Supplied records:
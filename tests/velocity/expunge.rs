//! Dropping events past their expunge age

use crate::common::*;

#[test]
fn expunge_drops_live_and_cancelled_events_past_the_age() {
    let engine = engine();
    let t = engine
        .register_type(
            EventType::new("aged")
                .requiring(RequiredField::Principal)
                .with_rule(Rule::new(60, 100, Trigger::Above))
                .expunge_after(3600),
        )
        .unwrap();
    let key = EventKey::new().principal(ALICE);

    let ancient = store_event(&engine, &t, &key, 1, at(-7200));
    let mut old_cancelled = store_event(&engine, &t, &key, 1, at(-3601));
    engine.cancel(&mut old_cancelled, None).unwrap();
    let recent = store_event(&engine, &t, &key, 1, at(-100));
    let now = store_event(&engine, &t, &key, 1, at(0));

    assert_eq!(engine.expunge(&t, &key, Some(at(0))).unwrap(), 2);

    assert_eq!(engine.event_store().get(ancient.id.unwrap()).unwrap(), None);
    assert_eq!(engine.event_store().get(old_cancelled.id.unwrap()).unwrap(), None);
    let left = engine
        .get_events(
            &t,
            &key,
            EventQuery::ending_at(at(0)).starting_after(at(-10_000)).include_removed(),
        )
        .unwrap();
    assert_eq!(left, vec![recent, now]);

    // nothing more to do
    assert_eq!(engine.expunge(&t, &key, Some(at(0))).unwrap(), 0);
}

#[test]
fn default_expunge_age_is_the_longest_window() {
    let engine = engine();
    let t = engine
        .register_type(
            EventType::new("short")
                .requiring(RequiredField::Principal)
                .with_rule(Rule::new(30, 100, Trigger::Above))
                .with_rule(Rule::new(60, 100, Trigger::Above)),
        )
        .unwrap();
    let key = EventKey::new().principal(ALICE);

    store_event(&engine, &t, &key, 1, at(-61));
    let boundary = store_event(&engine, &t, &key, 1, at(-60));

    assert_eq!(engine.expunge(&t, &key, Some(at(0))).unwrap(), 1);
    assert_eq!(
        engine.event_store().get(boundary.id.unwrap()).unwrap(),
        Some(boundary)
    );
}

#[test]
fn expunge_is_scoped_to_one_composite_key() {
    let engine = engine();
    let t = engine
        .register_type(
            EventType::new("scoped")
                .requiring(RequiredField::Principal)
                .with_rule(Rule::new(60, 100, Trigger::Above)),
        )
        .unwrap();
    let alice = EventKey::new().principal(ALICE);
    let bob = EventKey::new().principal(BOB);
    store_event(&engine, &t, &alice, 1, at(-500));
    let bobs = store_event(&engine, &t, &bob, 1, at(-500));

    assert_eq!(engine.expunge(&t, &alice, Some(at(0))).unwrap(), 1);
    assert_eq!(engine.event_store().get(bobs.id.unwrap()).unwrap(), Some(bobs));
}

Exercise goal:
Copy out the range of lines above starting at the line with "let now = store_event(&engine, &t, &key, 1, at(0));" and ending at the line with "store_event(&engine, &t, &alice, 1, at(-500));", exactly and including both.

Written answer:
    let now = store_event(&engine, &t, &key, 1, at(0));

    assert_eq!(engine.expunge(&t, &key, Some(at(0))).unwrap(), 2);

    assert_eq!(engine.event_store().get(ancient.id.unwrap()).unwrap(), None);
    assert_eq!(engine.event_store().get(old_cancelled.id.unwrap()).unwrap(), None);
    let left = engine
        .get_events(
            &t,
            &key,
            EventQuery::ending_at(at(0)).starting_after(at(-10_000)).include_removed(),
        )
        .unwrap();
    assert_eq!(left, vec![recent, now]);

    // nothing more to do
    assert_eq!(engine.expunge(&t, &key, Some(at(0))).unwrap(), 0);
}

#[test]
fn default_expunge_age_is_the_longest_window() {
    let engine = engine();
    let t = engine
        .register_type(
            EventType::new("short")
                .requiring(RequiredField::Principal)
                .with_rule(Rule::new(30, 100, Trigger::Above))
                .with_rule(Rule::new(60, 100, Trigger::Above)),
        )
        .unwrap();
    let key = EventKey::new().principal(ALICE);

    store_event(&engine, &t, &key, 1, at(-61));
    let boundary = store_event(&engine, &t, &key, 1, at(-60));

    assert_eq!(engine.expunge(&t, &key, Some(at(0))).unwrap(), 1);
    assert_eq!(
        engine.event_store().get(boundary.id.unwrap()).unwrap(),
        Some(boundary)
    );
}

#[test]
fn expunge_is_scoped_to_one_composite_key() {
    let engine = engine();
    let t = engine
        .register_type(
            EventType::new("scoped")
                .requiring(RequiredField::Principal)
                .with_rule(Rule::new(60, 100, Trigger::Above)),
        )
        .unwrap();
    let alice = EventKey::new().principal(ALICE);
    let bob = EventKey::new().principal(BOB);
    store_event(&engine, &t, &alice, 1, at(-500));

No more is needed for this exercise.